A Milano, nel quartiere Baggio, è stata inaugurata Casa Seneca, una nuova struttura di housing sociale realizzata da Fondazione Progetto Arca in collaborazione con Associazione Seneca. Il complesso, situato in via Scanini 26, mette a disposizione 25 appartamenti destinati a persone in condizioni di fragilità economica e abitativa, tra cui anziani soli, famiglie monoparentali e cittadini colpiti da sfratto per morosità incolpevole.
All’inaugurazione ha partecipato anche l’assessore al Welfare del Comune di Milano, Lamberto Bertolé, sottolineando il ruolo strategico di iniziative di questo tipo nel sistema di welfare cittadino.
Un progetto di rigenerazione urbana e sociale
Casa Seneca nasce da un intervento di riqualificazione durato circa due anni. L’immobile, acquistato nel 2024 dalla fondazione, è stato ristrutturato grazie al contributo di numerosi partner, tra cui Fondazione Cariplo, Fondazione Mediolanum e JTI Italia, insieme ad altre realtà del mondo imprenditoriale e istituzionale.
Il progetto si inserisce in un contesto già attivo nel quartiere, accanto alla struttura di Cascina Vita Nova, dove la fondazione ha sviluppato negli ultimi anni un modello integrato di servizi che comprende mensa sociale, market solidale, guardaroba e soluzioni abitative per persone senza dimora, anche con animali domestici.
Accoglienza temporanea e percorsi verso l’autonomia
Gli appartamenti di Casa Seneca – nove monolocali, quattordici bilocali e due trilocali – sono destinati a persone con un livello medio o alto di autonomia. Gli ospiti contribuiscono alle spese in base alle proprie possibilità, senza dover sostenere canoni di mercato, con l’obiettivo di favorire una ripresa economica e sociale.
Il periodo di permanenza può arrivare fino a due anni, con la possibilità di rinnovo. Durante questo tempo, gli utenti sono affiancati da un’équipe multidisciplinare che include anche un educatore finanziario, figura chiave per accompagnare gli ospiti nella gestione delle risorse e nella costruzione di un percorso abitativo stabile e indipendente. L’accesso avviene tramite segnalazione dei servizi sociali e delle realtà associative del territorio.
Il ruolo del territorio e della rete sociale
Il progetto evidenzia l’importanza della collaborazione tra pubblico e privato nella gestione delle fragilità urbane. Lamberto Bertolé ha dichiarato: «L’abitare è una delle questioni sociali del nostro tempo. Lo spazio che oggi inauguriamo è una risposta concreta a un bisogno reale, che si inserisce in un sistema in cui pubblico e privato lavorano insieme per superare la frammentazione e costruire soluzioni più efficaci».

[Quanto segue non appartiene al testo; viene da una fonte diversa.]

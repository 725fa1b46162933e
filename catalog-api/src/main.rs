use std::sync::Arc;

use catalog_api::config::Config;
use catalog_api::error::AppError;
use catalog_api::infrastructure::database::mysql::{init_mysql, MySqlProductRepository};
use catalog_api::infrastructure::llm::CompletionClient;
use catalog_api::logging::init_logging;
use catalog_api::server::{create_app, AppState};

#[tokio::main]
async fn main() -> Result<(), AppError> {
    // 加载环境变量
    dotenvy::dotenv().ok();

    // 加载配置
    let config = Config::load()?;

    // 初始化日志
    init_logging(&config)?;

    tracing::info!("Starting catalog service");

    if config.llm.api_key.is_empty() {
        tracing::warn!("llm.api_key is empty, description generation will fail");
    }

    // 初始化数据库连接
    let db_pool = init_mysql(&config).await?;

    // 创建应用状态
    let app_state = AppState {
        products: Arc::new(MySqlProductRepository::new(db_pool)),
        llm: CompletionClient::new(&config.llm),
    };

    // 创建并启动服务器
    let app = create_app(app_state).await?;
    let addr = format!("{}:{}", config.server.host, config.server.port);
    let listener = tokio::net::TcpListener::bind(&addr).await?;
    tracing::info!("Listening on {}", &addr);

    axum::serve(listener, app).await?;
    Ok(())
}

Anche Alberto Sinigallia, presidente della fondazione, ha sottolineato: «La casa è un diritto umano fondamentale e, insieme al lavoro, rappresenta il caposaldo della nostra attività. Con Casa Seneca offriamo una possibilità concreta di ripartenza a chi si trova in difficoltà».
Dal canto suo, Roberta Garbagnati ha evidenziato l’impegno dell’associazione nel sostenere persone anziane in condizioni di fragilità: «L’obiettivo è prevenire l’aggravarsi delle situazioni di disagio, offrendo un ambiente accogliente e momenti di socializzazione che favoriscano le relazioni».
Un modello in crescita nel contesto milanese
Casa Seneca rappresenta un ulteriore tassello nel sistema di housing sociale sviluppato a Milano da Fondazione Progetto Arca, che oggi mette a disposizione 181 alloggi a livello nazionale, con una forte concentrazione nel capoluogo lombardo.
Il progetto punta non solo a fornire una risposta immediata all’emergenza abitativa, ma anche a costruire percorsi di inclusione e autonomia. Secondo i dati della fondazione, negli ultimi anni nove persone su dieci accolte in questi programmi sono riuscite a tornare a vivere in una casa indipendente, segno dell’efficacia di un modello che combina accoglienza, accompagnamento educativo e inserimento sociale.